→ **Task to complete**:
From the line with "pub fn is_retryable(self)" to the line with "pub struct GraspPlanningResponse", retype every line exactly, including those two, and leave out the rest of the data below.

→ **Records for the task**:
'''

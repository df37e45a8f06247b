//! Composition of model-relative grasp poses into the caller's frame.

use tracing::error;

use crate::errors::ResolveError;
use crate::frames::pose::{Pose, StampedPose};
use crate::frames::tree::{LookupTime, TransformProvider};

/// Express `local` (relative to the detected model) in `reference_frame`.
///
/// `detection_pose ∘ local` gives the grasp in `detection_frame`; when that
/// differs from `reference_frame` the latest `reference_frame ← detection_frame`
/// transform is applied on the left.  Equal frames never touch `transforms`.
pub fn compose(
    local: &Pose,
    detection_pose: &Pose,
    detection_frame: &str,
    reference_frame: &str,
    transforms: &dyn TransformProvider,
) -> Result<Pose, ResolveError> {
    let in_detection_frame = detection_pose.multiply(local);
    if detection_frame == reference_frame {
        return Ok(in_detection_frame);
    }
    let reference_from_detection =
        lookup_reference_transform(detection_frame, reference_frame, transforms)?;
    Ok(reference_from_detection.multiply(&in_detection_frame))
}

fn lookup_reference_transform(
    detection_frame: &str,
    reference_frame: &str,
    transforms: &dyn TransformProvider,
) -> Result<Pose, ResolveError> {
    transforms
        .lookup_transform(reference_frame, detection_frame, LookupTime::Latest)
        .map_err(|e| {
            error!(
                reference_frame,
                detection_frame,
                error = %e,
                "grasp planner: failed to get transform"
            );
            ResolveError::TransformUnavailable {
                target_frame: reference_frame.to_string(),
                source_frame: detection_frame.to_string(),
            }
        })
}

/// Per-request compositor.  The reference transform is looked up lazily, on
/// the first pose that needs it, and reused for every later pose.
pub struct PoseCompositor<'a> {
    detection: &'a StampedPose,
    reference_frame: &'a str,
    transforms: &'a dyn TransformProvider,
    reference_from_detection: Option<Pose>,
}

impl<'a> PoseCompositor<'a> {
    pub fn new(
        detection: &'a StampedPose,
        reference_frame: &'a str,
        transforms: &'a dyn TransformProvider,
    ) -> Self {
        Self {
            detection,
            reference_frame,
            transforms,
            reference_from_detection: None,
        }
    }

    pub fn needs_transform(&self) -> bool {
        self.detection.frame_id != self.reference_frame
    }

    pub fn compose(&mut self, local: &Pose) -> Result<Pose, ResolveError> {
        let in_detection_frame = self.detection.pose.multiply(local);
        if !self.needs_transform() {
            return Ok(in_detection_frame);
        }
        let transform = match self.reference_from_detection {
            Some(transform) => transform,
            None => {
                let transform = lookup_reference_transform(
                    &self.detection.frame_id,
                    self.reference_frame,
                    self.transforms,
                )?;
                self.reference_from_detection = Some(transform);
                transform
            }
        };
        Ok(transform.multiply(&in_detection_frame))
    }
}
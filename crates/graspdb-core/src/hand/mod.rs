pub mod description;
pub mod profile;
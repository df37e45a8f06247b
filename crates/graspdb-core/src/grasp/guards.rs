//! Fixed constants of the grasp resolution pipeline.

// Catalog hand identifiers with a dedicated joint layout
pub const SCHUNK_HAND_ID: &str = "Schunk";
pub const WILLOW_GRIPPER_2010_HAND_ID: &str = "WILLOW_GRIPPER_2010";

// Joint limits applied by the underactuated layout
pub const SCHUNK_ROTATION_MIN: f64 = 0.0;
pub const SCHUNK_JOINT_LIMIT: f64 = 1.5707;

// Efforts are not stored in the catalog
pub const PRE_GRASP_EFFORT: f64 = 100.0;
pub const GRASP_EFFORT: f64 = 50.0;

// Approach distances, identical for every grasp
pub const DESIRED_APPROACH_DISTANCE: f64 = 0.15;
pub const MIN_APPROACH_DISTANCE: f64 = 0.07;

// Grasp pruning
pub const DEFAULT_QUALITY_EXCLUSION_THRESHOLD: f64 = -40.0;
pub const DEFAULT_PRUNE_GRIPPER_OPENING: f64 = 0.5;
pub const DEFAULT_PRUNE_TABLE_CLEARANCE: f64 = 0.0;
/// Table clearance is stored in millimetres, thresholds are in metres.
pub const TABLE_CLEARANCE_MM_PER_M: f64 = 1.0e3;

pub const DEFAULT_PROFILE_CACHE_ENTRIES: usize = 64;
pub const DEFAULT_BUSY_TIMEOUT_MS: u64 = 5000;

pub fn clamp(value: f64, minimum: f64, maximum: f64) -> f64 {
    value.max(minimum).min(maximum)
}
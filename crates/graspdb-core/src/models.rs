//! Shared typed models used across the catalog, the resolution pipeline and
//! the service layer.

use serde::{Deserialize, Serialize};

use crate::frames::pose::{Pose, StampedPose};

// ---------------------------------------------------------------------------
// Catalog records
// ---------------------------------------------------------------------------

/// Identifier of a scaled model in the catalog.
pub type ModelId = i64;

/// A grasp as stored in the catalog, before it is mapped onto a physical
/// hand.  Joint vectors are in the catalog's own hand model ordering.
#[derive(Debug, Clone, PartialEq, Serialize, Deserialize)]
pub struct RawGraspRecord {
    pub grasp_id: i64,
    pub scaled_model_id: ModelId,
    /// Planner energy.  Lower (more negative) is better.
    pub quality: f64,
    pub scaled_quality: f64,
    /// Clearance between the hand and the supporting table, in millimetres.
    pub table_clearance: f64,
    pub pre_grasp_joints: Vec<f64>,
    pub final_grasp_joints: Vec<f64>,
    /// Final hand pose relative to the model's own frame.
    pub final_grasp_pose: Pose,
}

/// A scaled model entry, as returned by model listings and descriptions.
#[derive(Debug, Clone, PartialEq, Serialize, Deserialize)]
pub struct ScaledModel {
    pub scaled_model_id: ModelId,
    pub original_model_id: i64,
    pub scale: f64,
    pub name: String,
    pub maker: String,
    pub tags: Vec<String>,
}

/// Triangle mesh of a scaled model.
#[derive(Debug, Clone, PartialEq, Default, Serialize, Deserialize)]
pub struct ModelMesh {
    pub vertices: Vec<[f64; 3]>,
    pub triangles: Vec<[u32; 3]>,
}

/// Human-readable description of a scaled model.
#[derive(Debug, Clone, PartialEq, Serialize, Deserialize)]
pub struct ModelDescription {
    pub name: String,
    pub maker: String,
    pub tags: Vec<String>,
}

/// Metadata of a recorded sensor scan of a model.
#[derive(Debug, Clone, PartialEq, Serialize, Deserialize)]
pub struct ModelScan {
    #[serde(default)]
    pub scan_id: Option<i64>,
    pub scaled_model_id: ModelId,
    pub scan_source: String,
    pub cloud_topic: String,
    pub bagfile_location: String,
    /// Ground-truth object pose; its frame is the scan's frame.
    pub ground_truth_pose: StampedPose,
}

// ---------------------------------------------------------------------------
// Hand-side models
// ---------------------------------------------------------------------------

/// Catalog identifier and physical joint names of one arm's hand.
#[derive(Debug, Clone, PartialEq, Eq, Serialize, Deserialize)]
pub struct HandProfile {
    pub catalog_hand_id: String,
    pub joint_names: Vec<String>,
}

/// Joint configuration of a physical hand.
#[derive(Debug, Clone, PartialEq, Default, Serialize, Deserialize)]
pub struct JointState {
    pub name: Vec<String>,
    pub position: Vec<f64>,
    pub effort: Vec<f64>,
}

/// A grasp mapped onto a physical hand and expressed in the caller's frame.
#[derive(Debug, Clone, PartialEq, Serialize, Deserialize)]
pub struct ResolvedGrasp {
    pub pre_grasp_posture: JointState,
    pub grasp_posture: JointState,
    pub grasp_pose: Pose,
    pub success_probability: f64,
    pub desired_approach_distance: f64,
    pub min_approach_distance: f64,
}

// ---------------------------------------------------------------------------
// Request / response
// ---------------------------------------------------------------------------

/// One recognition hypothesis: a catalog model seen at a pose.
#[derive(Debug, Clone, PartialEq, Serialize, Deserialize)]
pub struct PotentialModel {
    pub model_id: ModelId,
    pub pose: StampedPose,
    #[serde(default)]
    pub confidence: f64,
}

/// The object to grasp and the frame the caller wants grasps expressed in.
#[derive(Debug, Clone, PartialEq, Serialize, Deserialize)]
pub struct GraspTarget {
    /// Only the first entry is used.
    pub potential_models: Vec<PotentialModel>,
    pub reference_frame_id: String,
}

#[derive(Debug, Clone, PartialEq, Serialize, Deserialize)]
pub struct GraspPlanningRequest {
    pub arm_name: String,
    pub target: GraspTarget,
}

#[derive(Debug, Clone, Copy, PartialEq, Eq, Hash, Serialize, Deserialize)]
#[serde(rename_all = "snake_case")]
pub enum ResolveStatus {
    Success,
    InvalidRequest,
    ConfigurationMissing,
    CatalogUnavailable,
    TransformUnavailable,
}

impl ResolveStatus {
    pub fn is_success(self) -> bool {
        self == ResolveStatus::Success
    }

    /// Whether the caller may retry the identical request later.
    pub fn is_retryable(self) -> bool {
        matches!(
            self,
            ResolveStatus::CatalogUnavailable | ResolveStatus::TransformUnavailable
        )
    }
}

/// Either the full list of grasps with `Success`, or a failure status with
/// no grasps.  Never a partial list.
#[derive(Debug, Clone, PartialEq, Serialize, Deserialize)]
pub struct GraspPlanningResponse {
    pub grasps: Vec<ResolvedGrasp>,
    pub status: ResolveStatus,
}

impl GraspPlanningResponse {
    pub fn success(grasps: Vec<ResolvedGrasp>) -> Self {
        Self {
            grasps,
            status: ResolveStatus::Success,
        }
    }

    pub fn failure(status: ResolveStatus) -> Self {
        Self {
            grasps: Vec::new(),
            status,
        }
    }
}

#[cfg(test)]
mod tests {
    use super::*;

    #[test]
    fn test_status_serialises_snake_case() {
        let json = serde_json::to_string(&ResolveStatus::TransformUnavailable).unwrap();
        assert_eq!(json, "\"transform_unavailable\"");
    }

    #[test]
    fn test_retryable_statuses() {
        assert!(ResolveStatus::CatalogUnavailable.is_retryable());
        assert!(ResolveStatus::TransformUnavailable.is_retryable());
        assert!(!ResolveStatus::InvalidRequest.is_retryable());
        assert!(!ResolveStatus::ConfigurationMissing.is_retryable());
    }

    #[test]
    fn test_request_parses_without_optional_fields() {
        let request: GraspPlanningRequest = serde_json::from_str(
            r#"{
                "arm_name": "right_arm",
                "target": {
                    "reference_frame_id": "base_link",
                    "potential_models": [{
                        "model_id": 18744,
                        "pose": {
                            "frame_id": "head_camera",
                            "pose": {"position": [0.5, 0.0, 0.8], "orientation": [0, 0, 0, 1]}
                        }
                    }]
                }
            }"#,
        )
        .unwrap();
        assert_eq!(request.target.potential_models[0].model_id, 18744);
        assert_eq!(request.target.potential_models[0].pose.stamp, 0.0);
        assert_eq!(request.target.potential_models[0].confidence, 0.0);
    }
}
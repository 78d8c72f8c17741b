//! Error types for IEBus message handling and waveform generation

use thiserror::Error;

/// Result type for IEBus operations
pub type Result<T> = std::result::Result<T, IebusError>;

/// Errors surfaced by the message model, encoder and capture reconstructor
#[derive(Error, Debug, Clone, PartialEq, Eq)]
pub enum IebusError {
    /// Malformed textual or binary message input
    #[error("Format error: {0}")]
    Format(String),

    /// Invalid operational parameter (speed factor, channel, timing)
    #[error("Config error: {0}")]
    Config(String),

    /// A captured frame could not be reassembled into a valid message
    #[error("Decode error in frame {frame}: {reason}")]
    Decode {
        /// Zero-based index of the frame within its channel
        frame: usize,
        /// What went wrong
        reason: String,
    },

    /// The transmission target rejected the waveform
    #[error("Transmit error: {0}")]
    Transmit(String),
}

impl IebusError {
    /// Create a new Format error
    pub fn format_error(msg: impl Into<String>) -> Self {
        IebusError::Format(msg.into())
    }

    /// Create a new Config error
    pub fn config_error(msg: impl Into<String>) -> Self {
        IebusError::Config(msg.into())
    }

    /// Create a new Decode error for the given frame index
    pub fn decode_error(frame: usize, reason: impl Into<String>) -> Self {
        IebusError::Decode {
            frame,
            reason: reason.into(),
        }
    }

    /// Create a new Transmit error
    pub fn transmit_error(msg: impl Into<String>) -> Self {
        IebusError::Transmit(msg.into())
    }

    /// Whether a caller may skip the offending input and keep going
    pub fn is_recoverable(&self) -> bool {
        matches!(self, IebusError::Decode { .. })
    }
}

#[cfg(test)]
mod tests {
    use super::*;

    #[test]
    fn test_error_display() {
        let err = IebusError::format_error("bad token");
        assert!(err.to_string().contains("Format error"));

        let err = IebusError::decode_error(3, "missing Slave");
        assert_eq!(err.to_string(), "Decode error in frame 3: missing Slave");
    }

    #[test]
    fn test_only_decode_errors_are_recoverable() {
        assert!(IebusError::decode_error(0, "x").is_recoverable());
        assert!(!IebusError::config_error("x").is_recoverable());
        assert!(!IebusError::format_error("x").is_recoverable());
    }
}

'''

→ **Expected answer**:
    pub fn is_retryable(self) -> bool {
        matches!(
            self,
            ResolveStatus::CatalogUnavailable | ResolveStatus::TransformUnavailable
        )
    }
}

/// Either the full list of grasps with `Success`, or a failure status with
/// no grasps.  Never a partial list.
#[derive(Debug, Clone, PartialEq, Serialize, Deserialize)]
pub struct GraspPlanningResponse {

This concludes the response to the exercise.